SLI Compass: Fidelity and Granularity
A Mental Model to Assess Existing SLIs and Evaluate New Ones
Service Level Indicator (SLIs) is a fundamental concept in reliability engineering. Done right, it quantifies the level of service from the consumer’s point of view in line with the business objectives.
However, different SLIs have different signal to noise ratio and ROI (return on investment).
This article introduces SLI Compass, a 2D mental model to help you:
Quickly assess the signal/noise ratio of existing SLIs
Evaluate SLIs based on their cost and complexity
Set a direction for improving the quality of existing SLIs at a reasonable ROI
The goal is to help senior engineers, technical and engineering leaders to pick the right SLI based on product maturity, budget, timing, and usage patterns.
Categorizing SLIs
I’ve gone through hundreds of architectures with tens of teams over the years both at my companies and external clients.
In my experience the most common SLIs are:
Availability: is the service available to the consumer and can it be used for their tasks?
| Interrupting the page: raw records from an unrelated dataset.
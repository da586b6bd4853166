//! Comparator for generating migrations from schema changes.
//!
//! This module compares the live schema declared by the application against
//! a [`Catalog`] rebuilt from migration history and emits the operations
//! that turn the catalog into the live schema.
//!
//! Output order is fully determined by declaration order: additions follow
//! the live schema, removals follow the catalog. Foreign keys are not
//! compared and renames surface as a drop plus an add.

use crate::catalog::Catalog;
use crate::operations::{ColumnChanges, Operation, UpgradeOps};
use crate::schema::{Column, Delta, Index, Schema, Table};

/// Detects schema changes and generates migration operations.
#[derive(Debug, Default, Clone, Copy)]
pub struct Comparator;

impl Comparator {
    /// Compares the live schema against the catalog.
    #[must_use]
    pub fn compare(live: &Schema, catalog: &Catalog) -> UpgradeOps {
        let mut operations = Vec::new();

        // Tables to create, in live order
        for table in live.tables.values() {
            if catalog.get_table(&table.name).is_none() {
                operations.push(Operation::create_table(
                    table.name.clone(),
                    table.columns.values().cloned().collect(),
                ));
                for index in table.indexes.values() {
                    operations.push(Operation::create_index(index.clone()));
                }
            }
        }

        // Tables to drop, in catalog order
        for table in catalog.tables().values() {
            if live.get_table(&table.name).is_none() {
                operations.extend(Self::drop_table(table));
            }
        }

        // Tables on both sides, in live order
        for table in live.tables.values() {
            if let Some(existing) = catalog.get_table(&table.name) {
                operations.extend(Self::diff_table(table, existing));
            }
        }

        UpgradeOps::new(operations)
    }

    fn drop_table(table: &Table) -> Vec<Operation> {
        let mut operations: Vec<Operation> = table
            .indexes
            .values()
            .map(|index| {
                Operation::drop_index(index.name.clone(), table.name.clone())
                    .with_index_snapshot(index.clone())
            })
            .collect();
        operations.push(
            Operation::drop_table(table.name.clone())
                .with_table_snapshot(table.columns.values().cloned().collect()),
        );
        operations
    }

    /// Compares two versions of one table.
    ///
    /// Index drops come before any column change and index creates after,
    /// so no index ever refers to a missing column in either direction.
    fn diff_table(live: &Table, existing: &Table) -> Vec<Operation> {
        let (drops, creates) = Self::diff_indexes(live, existing);
        let mut operations = drops;
        let name = &live.name;

        for column in live.columns.values() {
            if !existing.columns.contains_key(&column.name) {
                operations.push(Operation::add_column(name.clone(), column.clone()));
            }
        }

        for column in existing.columns.values() {
            if !live.columns.contains_key(&column.name) {
                operations.push(
                    Operation::drop_column(name.clone(), column.name.clone())
                        .with_column_snapshot(column.clone()),
                );
            }
        }

        for column in live.columns.values() {
            if let Some(before) = existing.columns.get(&column.name) {
                let alter = Self::diff_column(name, column, before);
                if alter.has_changes() {
                    operations.push(alter);
                }
            }
        }

        operations.extend(creates);
        operations
    }

    /// Builds an AlterColumn; callers discard it when it has no changes.
    fn diff_column(table: &str, live: &Column, existing: &Column) -> Operation {
        let mut modify = ColumnChanges::new();

        if live.notnull != existing.notnull {
            modify.notnull = Some(live.notnull);
        }
        if live.type_ != existing.type_ {
            modify.type_ = Some(live.type_.clone());
        }
        if live.length != existing.length {
            modify.length = Delta::from_option(live.length);
        }
        if live.default != existing.default {
            modify.default = Delta::from_option(live.default.clone());
        }

        Operation::alter_column(
            table,
            live.name.clone(),
            modify,
            ColumnChanges::of_column(existing),
        )
    }

    /// Returns the index drops and the index creates for one table.
    fn diff_indexes(live: &Table, existing: &Table) -> (Vec<Operation>, Vec<Operation>) {
        let mut drops = Vec::new();
        let mut creates = Vec::new();

        for index in existing.indexes.values() {
            match live.indexes.get(&index.name) {
                None => drops.push(Self::drop_index(index)),
                Some(wanted) if !Self::same_index(wanted, index) => {
                    drops.push(Self::drop_index(index));
                }
                Some(_) => {}
            }
        }

        for index in live.indexes.values() {
            match existing.indexes.get(&index.name) {
                None => creates.push(Operation::create_index(index.clone())),
                Some(current) if !Self::same_index(index, current) => {
                    creates.push(Operation::create_index(index.clone()));
                }
                Some(_) => {}
            }
        }

        (drops, creates)
    }

    fn drop_index(index: &Index) -> Operation {
        Operation::drop_index(index.name.clone(), index.table.clone())
            .with_index_snapshot(index.clone())
    }

    fn same_index(a: &Index, b: &Index) -> bool {
        a.fields == b.fields
            && a.expressions == b.expressions
            && a.unique == b.unique
            && a.where_clause == b.where_clause
    }
}

#[cfg(test)]
mod tests {
    use super::*;
    use crate::engine::MetaEngine;
    use crate::operations::{ColumnDelta, DiffTuple};

    fn things() -> Table {
        Table::new("t")
            .column(Column::new("id", "id"))
            .column(Column::new("name", "string"))
    }

    fn catalog_of(schema: &Schema) -> Catalog {
        let mut catalog = Catalog::new();
        let ops = Comparator::compare(schema, &catalog);
        let mut engine = MetaEngine::new(&mut catalog);
        for op in &ops.ops {
            op.run(&mut engine).unwrap();
        }
        catalog
    }

    #[test]
    fn test_identical_schema_is_empty() {
        let schema = Schema::new()
            .table(things().index(Index::new("idx_name", "t", ["name"]).unique()))
            .table(Table::new("u").column(Column::new("id", "id")));
        let catalog = catalog_of(&schema);
        assert!(Comparator::compare(&schema, &catalog).is_empty());
    }

    #[test]
    fn test_new_table() {
        let live = Schema::new().table(things());
        let ops = Comparator::compare(&live, &Catalog::new());
        assert_eq!(
            ops.diff_tuples(),
            vec![DiffTuple::AddTable {
                table: "t".to_string(),
                columns: vec![Column::new("id", "id"), Column::new("name", "string")],
            }]
        );
    }

    #[test]
    fn test_new_column_and_reverse() {
        let catalog = catalog_of(&Schema::new().table(things()));
        let live = Schema::new().table(things().column(Column::new("age", "integer")));
        let ops = Comparator::compare(&live, &catalog);
        assert_eq!(
            ops.ops,
            vec![Operation::add_column("t", Column::new("age", "integer"))]
        );
        assert_eq!(
            ops.reverse().unwrap().diff_tuples(),
            vec![DiffTuple::RemoveColumn {
                table: "t".to_string(),
                column: "age".to_string()
            }]
        );
    }

    #[test]
    fn test_removed_column_carries_snapshot() {
        let catalog = catalog_of(&Schema::new().table(things()));
        let live = Schema::new().table(Table::new("t").column(Column::new("id", "id")));
        let ops = Comparator::compare(&live, &catalog);
        assert_eq!(ops.ops.len(), 1);
        assert_eq!(
            ops.ops[0].reverse().unwrap(),
            Operation::add_column("t", Column::new("name", "string"))
        );
    }

    #[test]
    fn test_notnull_change_is_minimal() {
        let catalog = catalog_of(&Schema::new().table(things()));
        let live = Schema::new().table(
            Table::new("t")
                .column(Column::new("id", "id"))
                .column(Column::new("name", "string").notnull()),
        );
        let ops = Comparator::compare(&live, &catalog);
        assert_eq!(
            ops.diff_tuples(),
            vec![DiffTuple::ModifyColumn {
                table: "t".to_string(),
                column: "name".to_string(),
                changes: vec![ColumnDelta::Notnull {
                    from: Some(false),
                    to: true
                }],
            }]
        );
    }

    #[test]
    fn test_dropped_table_drops_indexes_first() {
        let catalog = catalog_of(
            &Schema::new().table(things().index(Index::new("idx_name", "t", ["name"]))),
        );
        let ops = Comparator::compare(&Schema::new(), &catalog);
        assert_eq!(
            ops.diff_tuples(),
            vec![
                DiffTuple::RemoveIndex {
                    table: "t".to_string(),
                    name: "idx_name".to_string()
                },
                DiffTuple::RemoveTable {
                    table: "t".to_string()
                },
            ]
        );
        assert!(ops.reverse().is_ok());
    }

    #[test]
    fn test_changed_index_is_dropped_and_recreated() {
        let catalog = catalog_of(
            &Schema::new().table(things().index(Index::new("idx_name", "t", ["name"]))),
        );
        let live =
            Schema::new().table(things().index(Index::new("idx_name", "t", ["name"]).unique()));
        let ops = Comparator::compare(&live, &catalog);
        assert_eq!(ops.ops.len(), 2);
        assert!(matches!(ops.ops[0], Operation::DropIndex { .. }));
        assert!(matches!(
            &ops.ops[1],
            Operation::CreateIndex { index } if index.unique
        ));
    }

    #[test]
    fn test_index_drop_precedes_column_drop() {
        let catalog = catalog_of(
            &Schema::new().table(things().index(Index::new("idx_name", "t", ["name"]))),
        );
        let live = Schema::new().table(
            Table::new("t")
                .column(Column::new("id", "id"))
                .column(Column::new("age", "integer"))
                .index(Index::new("idx_age", "t", ["age"])),
        );
        let ops = Comparator::compare(&live, &catalog);
        assert_eq!(
            ops.diff_tuples(),
            vec![
                DiffTuple::RemoveIndex {
                    table: "t".to_string(),
                    name: "idx_name".to_string()
                },
                DiffTuple::AddColumn {
                    table: "t".to_string(),
                    column: Column::new("age", "integer")
                },
                DiffTuple::RemoveColumn {
                    table: "t".to_string(),
                    column: "name".to_string()
                },
                DiffTuple::AddIndex(Index::new("idx_age", "t", ["age"])),
            ]
        );
    }

    #[test]
    fn test_ordering_follows_declarations() {
        let catalog = catalog_of(
            &Schema::new()
                .table(Table::new("b").column(Column::new("id", "id")))
                .table(Table::new("a").column(Column::new("id", "id"))),
        );
        let live = Schema::new()
            .table(Table::new("z").column(Column::new("id", "id")))
            .table(Table::new("y").column(Column::new("id", "id")));
        let ops = Comparator::compare(&live, &catalog);
        let tables: Vec<&str> = ops.ops.iter().map(Operation::table).collect();
        assert_eq!(tables, vec!["z", "y", "b", "a"]);
        assert_eq!(ops, Comparator::compare(&live, &catalog));
    }
}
This is by far the most common SLI except for async services like queues where other metrics make more sense.
Latency: how long does it take to interact with the service? This is very common for user-facing services, or services that have a time-critical consumption like Frontend, API, Databases, CDN, queued workload processing, etc.
Success rate: how often do consumers manage to fulfill their task? This is common with transactional services like REST APIs, user journeys, or even queued workload (e.g. dead-letter queue).
Efficiency: is the service operating with the right trade-offs that makes business sense? For example: are we using too much GPU for free user requests? Is the Cache being utilized? Are queued work being processed? etc.
There are also other niche metrics like correctness, freshness, relevance, etc.
All SLIs can be mapped in a 2D axis:
Fidelity: how closely does the SLI represent the consumer experience?
Granularity: how many variables and parameters are aggregated in a single data point?
We can combine these two dimensions to get a powerful but familiar quadrant model.
As we will see, a single category of SLIs like availability or latency, can fit into any of those 4 quadrants.
The two dimensions
1. Fidelity: how closely does the SLI represent the consumer experience?
SLI Fidelity, refers to how the data, or telemetry, is generated and how accurately it represents the consumer’s experience of the service.
Synthetic metrics use artificial, fake, or simulated loads. A common example is a tool that pings an endpoint every minute to gather data about latency or availability. This check ensures the endpoint is responsive.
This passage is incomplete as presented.